AYDINLIK TÜRKİYE'NİN HABERCİSİ
Albaraka Türk

Y A Z A R L A R
Askerlik meselesi

"Bedelli askerlik" konusu TBMM'de bir alt komisyonda ele alınırken, bundan bağımsız olarak, Türk Silahlı Kuvvetleri'nin askerliği bütün kademelerde kısaltmayı öngören teklifine hükümetin jet onayı kamuoyunda belirgin bir olumlu tavırla karşılandı.

Belki de hükümet, birtakım buruklukları önlemek için bu konuda inisiyatifin askerden gelmesini özellikle istedi ve bu sonuca ulaşıldı. Ancak konunun bu yöntemle çözüldüğünü düşünmenin doğru olmadığını ifade etmek istiyorum.

Bir kere işleyişe bakılınca bu sonuca, neredeyse sivil katkının hiç olmadığını söylemek mümkün. Hani teşbihte hata olmazsa tak – şak usulü bir onaylama söz konusu olmuştur. Oysa, hükümet ve Meclis, toplumun bu konu ile ilgili sıkıntılarını en iyi gören kurumlar olmalı ve bunu askeri alana taşımayı başarmalıydı.
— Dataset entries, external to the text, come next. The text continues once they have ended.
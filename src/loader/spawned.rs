//! Loader that runs fetches as tasks on an async spawner

use std::sync::Arc;

use super::{AssetSource, AssetStore, AsyncLoader, FetchStart, LoadCompletion};
use crate::id::{AssetId, LoadEpisode};
use crate::runtime::AsyncSpawner;

/// Async loader backed by an [`AssetSource`] and an [`AsyncSpawner`]
///
/// Each `begin_load` spawns one task that fetches the bytes, stores them
/// and reports back. Assets already in the store complete inside
/// `begin_load`. `unload` evicts the payload from the store; results of
/// fetches that finish after their asset was unloaded are discarded.
///
/// Calls are ordered by load episode, so a `begin_load` that arrives after a
/// newer one, or after the unload of its own episode, starts nothing.
pub struct SpawnedLoader<S: AsyncSpawner, Src: AssetSource> {
    spawner: S,
    source: Arc<Src>,
    store: AssetStore,
}

impl<S: AsyncSpawner, Src: AssetSource> SpawnedLoader<S, Src> {
    pub fn new(spawner: S, source: Src) -> Self {
        Self::with_store(spawner, source, AssetStore::new())
    }

    /// Share an existing store, e.g. one pre-populated with resident assets
    pub fn with_store(spawner: S, source: Src, store: AssetStore) -> Self {
        Self {
            spawner,
            source: Arc::new(source),
            store,
        }
    }

    /// Bytes of a loaded asset
    pub fn get(&self, asset: &AssetId) -> Option<Arc<[u8]>> {
        self.store.get(asset)
    }

    pub fn store(&self) -> &AssetStore {
        &self.store
    }

    pub fn source(&self) -> &Src {
        &self.source
    }

    pub fn spawner(&self) -> &S {
        &self.spawner
    }
}

impl<S: AsyncSpawner, Src: AssetSource> AsyncLoader for SpawnedLoader<S, Src> {
    fn resolve(&self, asset: &AssetId) -> bool {
        !asset.is_empty() && (self.store.contains(asset) || self.source.exists(asset))
    }

    fn begin_load(&self, asset: &AssetId, completion: LoadCompletion) {
        let token = match self.store.begin_fetch(asset, completion.episode()) {
            FetchStart::Resident => {
                completion.succeed();
                return;
            }
            FetchStart::Superseded => {
                log::debug!(
                    "Skipping load of {asset}: {} is superseded",
                    completion.episode()
                );
                return;
            }
            FetchStart::Fetch(token) => token,
        };

        let source = Arc::clone(&self.source);
        let store = self.store.clone();
        let asset = asset.clone();

        log::debug!(
            "Spawning fetch of {asset} on {}",
            self.spawner.runtime_name()
        );

        self.spawner.spawn(async move {
            match source.fetch(&asset).await {
                Ok(bytes) => {
                    let size = bytes.len();
                    if store.finish_fetch(&asset, token, bytes) {
                        log::debug!("Fetched {asset} ({size} bytes)");
                        completion.succeed();
                    } else {
                        log::debug!("Discarding fetch of {asset}: no longer wanted");
                    }
                }
                Err(err) => {
                    log::error!("Failed to fetch {asset}: {err:#}");
                    completion.fail();
                }
            }
        });
    }

    fn unload(&self, asset: &AssetId) {
        self.store.evict(asset);
    }

    fn unload_episode(&self, asset: &AssetId, episode: LoadEpisode) {
        self.store.evict_through(asset, episode);
    }
}

impl<S: AsyncSpawner, Src: AssetSource + std::fmt::Debug> std::fmt::Debug
    for SpawnedLoader<S, Src>
{
    fn fmt(&self, f: &mut std::fmt::Formatter<'_>) -> std::fmt::Result {
        f.debug_struct("SpawnedLoader")
            .field("spawner", &self.spawner)
            .field("source", &self.source)
            .field("store", &self.store)
            .finish()
    }
}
Ortada kamuoyunun cevabını bulamadığı bir yığın soru var: Sıralayalım:

-Yurt dışında çalışıp da bedelli kapsamına girenler bir ay askerlik yapıyorlar. Bu bir ayda bir şey öğretiliyor mu, öğretilebiliyorsa bu konu neden diğer askerler için de emsal teşkil etmez? Bir şey öğretilemiyorsa, bu bir aylık askerlik özürlülerde olduği gibi sembolik bir ilişki mi olmuş oluyor?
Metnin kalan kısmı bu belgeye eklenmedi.